[WORK INSTRUCTION]: The lines from the start of the data up to and including the one with "use std::fmt;" should be returned exactly, and nothing else.

Start of RECORDS TO USE

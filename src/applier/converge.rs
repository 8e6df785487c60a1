//! One convergence pass: make the live package set equal a desired set.
//!
//! Every desired package is staged before anything goes live. Packages are
//! then applied in dependency order and, once all of them are live, every
//! other package is pruned. If an apply fails, the packages that were live
//! before the pass are applied again and anything new is pruned.

use std::collections::{BTreeSet, HashMap};
use std::fmt;

use thiserror::Error;
use tokio::sync::Mutex;
use tracing::{info, instrument, warn};

use super::{Applier, ApplyError, Package};

/// Applier operation that failed during a pass.
#[derive(Debug, Clone, Copy, PartialEq, Eq)]
pub enum Operation {
    Prepare,
    Apply,
    KeepOnly,
}

impl fmt::Display for Operation {
    fn fmt(&self, f: &mut fmt::Formatter<'_>) -> fmt::Result {
        f.write_str(match self {
            Self::Prepare => "prepare",
            Self::Apply => "apply",
            Self::KeepOnly => "keep_only",
        })
    }
}

#[derive(Debug, Error)]
pub enum ConvergeError {
    #[error("a convergence pass is already running")]
    PassInProgress,

    #[error("desired package set is invalid: {0}")]
    Invalid(String),

    #[error("reading live packages: {0}")]
    Snapshot(#[source] ApplyError),

    /// `rolled_back` is false when restoring the previous live set also
    /// failed; the node may then hold a mix of old and new versions.
    #[error("{operation} of '{package}' failed{}: {source}", rollback_note(.rolled_back))]
    Failed {
        package: String,
        operation: Operation,
        #[source]
        source: ApplyError,
        rolled_back: bool,
    },

    /// Every desired package is live but some others could not be removed.
    #[error("pruning packages: {0}")]
    Prune(#[source] ApplyError),
}

fn rollback_note(rolled_back: &bool) -> &'static str {
    if *rolled_back {
        ""
    } else {
        " and rollback was incomplete"
    }
}

/// Outcome of a successful pass.
#[derive(Debug, Clone, Default, PartialEq, Eq)]
pub struct ConvergeReport {
    /// Desired package names, in the order they were applied.
    pub applied: Vec<String>,
    /// Previously live package names that were pruned.
    pub removed: Vec<String>,
}

/// Runs convergence passes against an applier, one at a time.
pub struct Reconciler<A> {
    applier: A,
    pass: Mutex<()>,
}

impl<A: Applier> Reconciler<A> {
    pub fn new(applier: A) -> Self {
        Self {
            applier,
            pass: Mutex::new(()),
        }
    }

    pub fn applier(&self) -> &A {
        &self.applier
    }

    /// Converge the live set to exactly `desired`.
    ///
    /// A pass started while another is running fails with
    /// [`ConvergeError::PassInProgress`] instead of queueing.
    #[instrument(skip_all, fields(packages = desired.len()))]
    pub async fn converge(&self, desired: &[Package]) -> Result<ConvergeReport, ConvergeError> {
        let _pass = self
            .pass
            .try_lock()
            .map_err(|_| ConvergeError::PassInProgress)?;

        let order = install_order(desired)?;
        let snapshot = self.applier.live().await.map_err(ConvergeError::Snapshot)?;

        for pkg in &order {
            if let Err(source) = self.applier.prepare(pkg).await {
                // Nothing live has been touched yet.
                return Err(ConvergeError::Failed {
                    package: pkg.name.clone(),
                    operation: Operation::Prepare,
                    source,
                    rolled_back: true,
                });
            }
        }

        let mut applied = Vec::with_capacity(order.len());
        for pkg in &order {
            if let Err(source) = self.applier.apply(pkg).await {
                warn!(package = %pkg.name, error = %source, "Apply failed, rolling back pass");
                let rolled_back = self.roll_back(&snapshot).await;
                return Err(ConvergeError::Failed {
                    package: pkg.name.clone(),
                    operation: Operation::Apply,
                    source,
                    rolled_back,
                });
            }
            applied.push(pkg.name.clone());
        }

        self.applier
            .keep_only(desired)
            .await
            .map_err(ConvergeError::Prune)?;

        let wanted: BTreeSet<&str> = desired.iter().map(|p| p.name.as_str()).collect();
        let removed = snapshot
            .iter()
            .filter(|p| !wanted.contains(p.name.as_str()))
            .map(|p| p.name.clone())
            .collect();

        let report = ConvergeReport { applied, removed };
        info!(
            applied = report.applied.len(),
            removed = report.removed.len(),
            "Converged"
        );
        Ok(report)
    }

    /// Re-apply the pre-pass live set and prune what the pass added.
    async fn roll_back(&self, snapshot: &[Package]) -> bool {
        let order = install_order(snapshot).unwrap_or_else(|_| snapshot.iter().collect());
        let mut clean = true;

        for pkg in order {
            if let Err(e) = self.applier.apply(pkg).await {
                warn!(package = %pkg.name, error = %e, "Failed to restore package");
                clean = false;
            }
        }
        if let Err(e) = self.applier.keep_only(snapshot).await {
            warn!(error = %e, "Failed to prune packages added by the pass");
            clean = false;
        }

        clean
    }
}

/// Order `desired` so every package follows its dependencies.
///
/// Ties keep input order. Fails on duplicate names, dependencies outside the
/// set and cycles.
fn install_order(desired: &[Package]) -> Result<Vec<&Package>, ConvergeError> {
    let mut index = HashMap::with_capacity(desired.len());
    for (i, pkg) in desired.iter().enumerate() {
        pkg.validate()
            .map_err(|e| ConvergeError::Invalid(e.to_string()))?;
        if index.insert(pkg.name.as_str(), i).is_some() {
            return Err(ConvergeError::Invalid(format!(
                "package '{}' is listed more than once",
                pkg.name
            )));
        }
    }

    let mut pending = vec![0usize; desired.len()];
    let mut dependents = vec![Vec::new(); desired.len()];
    for (i, pkg) in desired.iter().enumerate() {
        for dep in &pkg.dependencies {
            let &d = index.get(dep.as_str()).ok_or_else(|| {
                ConvergeError::Invalid(format!(
                    "package '{}' depends on '{dep}', which is not in the set",
                    pkg.name
                ))
            })?;
            pending[i] += 1;
            dependents[d].push(i);
        }
    }

    let mut ready: BTreeSet<usize> = (0..desired.len()).filter(|&i| pending[i] == 0).collect();
    let mut order = Vec::with_capacity(desired.len());
    while let Some(i) = ready.pop_first() {
        order.push(&desired[i]);
        for &j in &dependents[i] {
            pending[j] -= 1;
            if pending[j] == 0 {
                ready.insert(j);
            }
        }
    }

    if order.len() < desired.len() {
        let stuck: Vec<&str> = desired
            .iter()
            .zip(&pending)
            .filter(|(_, n)| **n > 0)
            .map(|(p, _)| p.name.as_str())
            .collect();
        return Err(ConvergeError::Invalid(format!(
            "dependency cycle among {}",
            stuck.join(", ")
        )));
    }
    Ok(order)
}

End of RECORDS TO USE

[EXERCISE ANSWER]:
filename src/applier/converge.rs
repository 8e6df785487c60a1
//! One convergence pass: make the live package set equal a desired set.
//!
//! Every desired package is staged before anything goes live. Packages are
//! then applied in dependency order and, once all of them are live, every
//! other package is pruned. If an apply fails, the packages that were live
//! before the pass are applied again and anything new is pruned.

use std::collections::{BTreeSet, HashMap};
use std::fmt;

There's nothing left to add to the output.